A correlation test is conducted before running the machine learning model. According to the test, the variables that contribute the most to trip generation are:

  • Effects of nearby Indego stations
    • Lagged trips
    • Distance to nearest Indego station
  • Distance to subway
  • Distance to cafe
  • Distance to tourist attraction

Other factors, especially the demographic statistics, are not performing quite well in the test. It might be that Indego stations are clustered in Center City, and therefore the stations clusters will be assigned the same census data, so the model is unable to tell the nuanced difference between different stations.

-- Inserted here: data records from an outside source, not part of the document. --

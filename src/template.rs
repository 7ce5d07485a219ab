//! Startup templating of HTML assets.
//!
//! SPA builds bake their API endpoints in at bundle time; this module lets a
//! prebuilt bundle take them from the server's environment instead. At
//! startup every environment variable carrying the configured prefix
//! (default `VITE_`) is captured, prefix-stripped, and exposed to `{{ … }}`
//! interpolation in HTML files:
//!
//! - `{{env.API_URL}}` — a single variable
//! - `{{Json}}` — the whole mapping as a JSON object literal
//! - `{{EscapedJson}}` — the same JSON escaped for use inside a
//!   double-quoted string literal
//!
//! Rendering happens once per file at route build time, never per request.

use anyhow::{Context, Result};
use handlebars::Handlebars;
use serde_json::json;
use std::collections::BTreeMap;

/// Environment snapshot exposed to templates.
///
/// Captured once at startup; read-only for the process lifetime. The
/// ordered map keeps the `Json` aggregate deterministic across runs.
#[derive(Debug, Clone)]
pub struct TemplateContext {
    data: serde_json::Value,
}

impl TemplateContext {
    /// Snapshot the current process environment, keeping variables that
    /// start with `prefix` and stripping the prefix from their names.
    pub fn from_env(prefix: &str) -> Self {
        let vars = std::env::vars()
            .filter_map(|(key, value)| {
                key.strip_prefix(prefix)
                    .map(|stripped| (stripped.to_string(), value))
            })
            .collect();
        Self::from_vars(vars)
    }

    /// Build a context from an explicit variable mapping.
    pub fn from_vars(vars: BTreeMap<String, String>) -> Self {
        // BTreeMap iteration order makes this serialization deterministic
        let json = serde_json::to_string(&vars).unwrap_or_else(|_| String::from("{}"));
        let escaped_json = json.replace('"', "\\\"");

        Self {
            data: json!({
                "env": vars,
                "Json": json,
                "EscapedJson": escaped_json,
            }),
        }
    }

    /// Render `{{ … }}` interpolation over `source`.
    ///
    /// `name` is only used in error messages. Identical inputs always
    /// produce identical output; unknown variables render as empty.
    pub fn render(&self, name: &str, source: &[u8]) -> Result<Vec<u8>> {
        let source =
            str::from_utf8(source).with_context(|| format!("{name}: template is not UTF-8"))?;

        let mut registry = Handlebars::new();
        // Values are substituted into HTML the author controls; entity
        // escaping would corrupt the Json aggregate.
        registry.register_escape_fn(handlebars::no_escape);

        let rendered = registry
            .render_template(source, &self.data)
            .with_context(|| format!("{name}: template rendering failed"))?;
        Ok(rendered.into_bytes())
    }
}

#[cfg(test)]
mod tests {
    use super::*;

    fn ctx(pairs: &[(&str, &str)]) -> TemplateContext {
        let vars = pairs
            .iter()
            .map(|(k, v)| (k.to_string(), v.to_string()))
            .collect();
        TemplateContext::from_vars(vars)
    }

    #[test]
    fn test_env_interpolation() {
        let ctx = ctx(&[("SITE", "Hello")]);
        let out = ctx.render("index.html", b"<p>{{env.SITE}}</p>").unwrap();
        assert_eq!(out, b"<p>Hello</p>");
    }

    #[test]
    fn test_json_aggregate() {
        let ctx = ctx(&[("A", "1"), ("B", "2")]);
        let out = ctx.render("t", b"window.config = {{Json}};").unwrap();
        assert_eq!(out, br#"window.config = {"A":"1","B":"2"};"#);
    }

    #[test]
    fn test_escaped_json_aggregate() {
        let ctx = ctx(&[("A", "1")]);
        let out = ctx.render("t", br#"var raw = "{{EscapedJson}}";"#).unwrap();
        assert_eq!(out, br#"var raw = "{\"A\":\"1\"}";"#);
    }

    #[test]
    fn test_values_not_html_escaped() {
        let ctx = ctx(&[("TAG", "<b>&amp;</b>")]);
        let out = ctx.render("t", b"{{env.TAG}}").unwrap();
        assert_eq!(out, b"<b>&amp;</b>");
    }

    #[test]
    fn test_unknown_variable_renders_empty() {
        let ctx = ctx(&[]);
        let out = ctx.render("t", b"[{{env.MISSING}}]").unwrap();
        assert_eq!(out, b"[]");
    }

    #[test]
    fn test_deterministic() {
        let ctx = ctx(&[("X", "y"), ("A", "b")]);
        let a = ctx.render("t", b"{{Json}}").unwrap();
        let b = ctx.render("t", b"{{Json}}").unwrap();
        assert_eq!(a, b);
    }

    #[test]
    fn test_parse_failure_is_error() {
        let ctx = ctx(&[]);
        assert!(ctx.render("t", b"{{#if}}").is_err());
    }

    #[test]
    fn test_invalid_utf8_is_error() {
        let ctx = ctx(&[]);
        assert!(ctx.render("t", &[0xff, 0xfe, b'{', b'{']).is_err());
    }

    #[test]
    fn test_from_env_strips_prefix() {
        // SAFETY: test-local variable name, no concurrent reader cares
        unsafe {
            std::env::set_var("DARTER_TEST_SITE", "ok");
        }
        let ctx = TemplateContext::from_env("DARTER_TEST_");
        let out = ctx.render("t", b"{{env.SITE}}").unwrap();
        assert_eq!(out, b"ok");
        unsafe {
            std::env::remove_var("DARTER_TEST_SITE");
        }
    }
}
//! Dev-mode route refresh.
//!
//! With `--dev` enabled, every lookup re-stats the backing file and
//! rebuilds the route when the file changed on disk. Production mode
//! never reaches this module. Refresh failures are deliberately quiet:
//! a stat or read error keeps the stale route serving.

use super::ServerState;
use crate::route::{self, Route};
use crate::{debug, log};
use std::fs;
use std::sync::Arc;

/// Return `route`, or a freshly rebuilt replacement when the backing file
/// is newer than the route's recorded mtime.
///
/// The cache entry under `key` is swapped on success; concurrent readers
/// of the prior route are unaffected.
pub fn refresh_if_modified(state: &ServerState, key: &str, route: Arc<Route>) -> Arc<Route> {
    let mtime = match fs::metadata(&route.source).and_then(|m| m.modified()) {
        Ok(mtime) => mtime,
        Err(e) => {
            log!("error"; "cannot stat {}: {e}; serving cached route", route.source.display());
            return route;
        }
    };

    if mtime <= route.mtime {
        return route;
    }

    match fs::read(&route.source) {
        Ok(bytes) => {
            let fresh = Arc::new(route::build(
                &route.source,
                bytes,
                mtime,
                &state.templates,
                state.config.levels,
            ));
            state.cache.replace(key, fresh.clone());
            debug!("serve"; "reloaded {key}");
            fresh
        }
        Err(e) => {
            log!("error"; "cannot read {}: {e}; serving cached route", route.source.display());
            route
        }
    }
}

#[cfg(test)]
mod tests {
    use super::*;
    use crate::config::ServeConfig;
    use std::fs;
    use std::time::{Duration, SystemTime};
    use tempfile::TempDir;

    fn state() -> (TempDir, ServerState) {
        let dir = TempDir::new().unwrap();
        fs::write(dir.path().join("index.html"), "<p>v1</p>").unwrap();
        let mut config = ServeConfig::for_tests(dir.path());
        config.dev = true;
        (dir, ServerState::new(config).unwrap())
    }

    /// Bump a file's mtime well past the cached route's.
    fn touch_future(path: &std::path::Path) {
        let future = SystemTime::now() + Duration::from_secs(5);
        let file = fs::File::options().append(true).open(path).unwrap();
        file.set_modified(future).unwrap();
    }

    #[test]
    fn test_unmodified_file_keeps_route() {
        let (_dir, state) = state();
        let route = state.cache.lookup("/index.html").unwrap();
        let same = refresh_if_modified(&state, "/index.html", route.clone());
        assert!(Arc::ptr_eq(&route, &same));
    }

    #[test]
    fn test_modified_file_rebuilds_route() {
        let (dir, state) = state();
        let stale = state.cache.lookup("/index.html").unwrap();

        let path = dir.path().join("index.html");
        fs::write(&path, "<p>v2</p>").unwrap();
        touch_future(&path);

        let fresh = refresh_if_modified(&state, "/index.html", stale.clone());
        assert!(!Arc::ptr_eq(&stale, &fresh));
        assert_eq!(&*fresh.content.plain, b"<p>v2</p>");
        assert_ne!(fresh.headers.etag, stale.headers.etag);
        assert_ne!(fresh.headers.last_modified, stale.headers.last_modified);

        // The cache now hands out the fresh route
        let seen = state.cache.lookup("/index.html").unwrap();
        assert!(Arc::ptr_eq(&seen, &fresh));
        // The stale reference is still intact for readers that hold it
        assert_eq!(&*stale.content.plain, b"<p>v1</p>");
    }

    #[test]
    fn test_deleted_file_keeps_stale_route() {
        let (dir, state) = state();
        let route = state.cache.lookup("/index.html").unwrap();

        fs::remove_file(dir.path().join("index.html")).unwrap();

        let same = refresh_if_modified(&state, "/index.html", route.clone());
        assert!(Arc::ptr_eq(&route, &same));
        assert_eq!(&*same.content.plain, b"<p>v1</p>");
    }
}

Noticeably, the factors that indicate distance to nearby facilities are highly correlated to one another, potentially due to trip chaining. Distance to bus stop and distance to supermarket is perfectly colinear. It might be that supermarket are easily accessible through bus network.

Updated Correlation Test

After taking off some variables that perform poorly in the correlation test, the updated list of variables include:

correlation2

1. Bikeshare Internal Factors

  • Total number of docks at a given station (“totalDocks”)
  • Distance to nearest Indego station (“logNearStationDists”)
  • Demand (total starting trips) of the nearest 5 stations (“laggedTrips”)

2. Facilities/Attractions nearby

  • Distance to restaurants, pubs, and bars (“logDistRests”)
  • Distance to cafe (“logDistCaf”)
  • Distance to parks (“logDistPk”)
  • Distance to tourist attractions (“logDistTour”)
  • (Binary) Located in Center City Business District or not (“within_centerCity”)

3. Transportation Factors

  • Distance to subway stations (“logDistSubw”)
  • Distance to bus stations (“logDistBus”)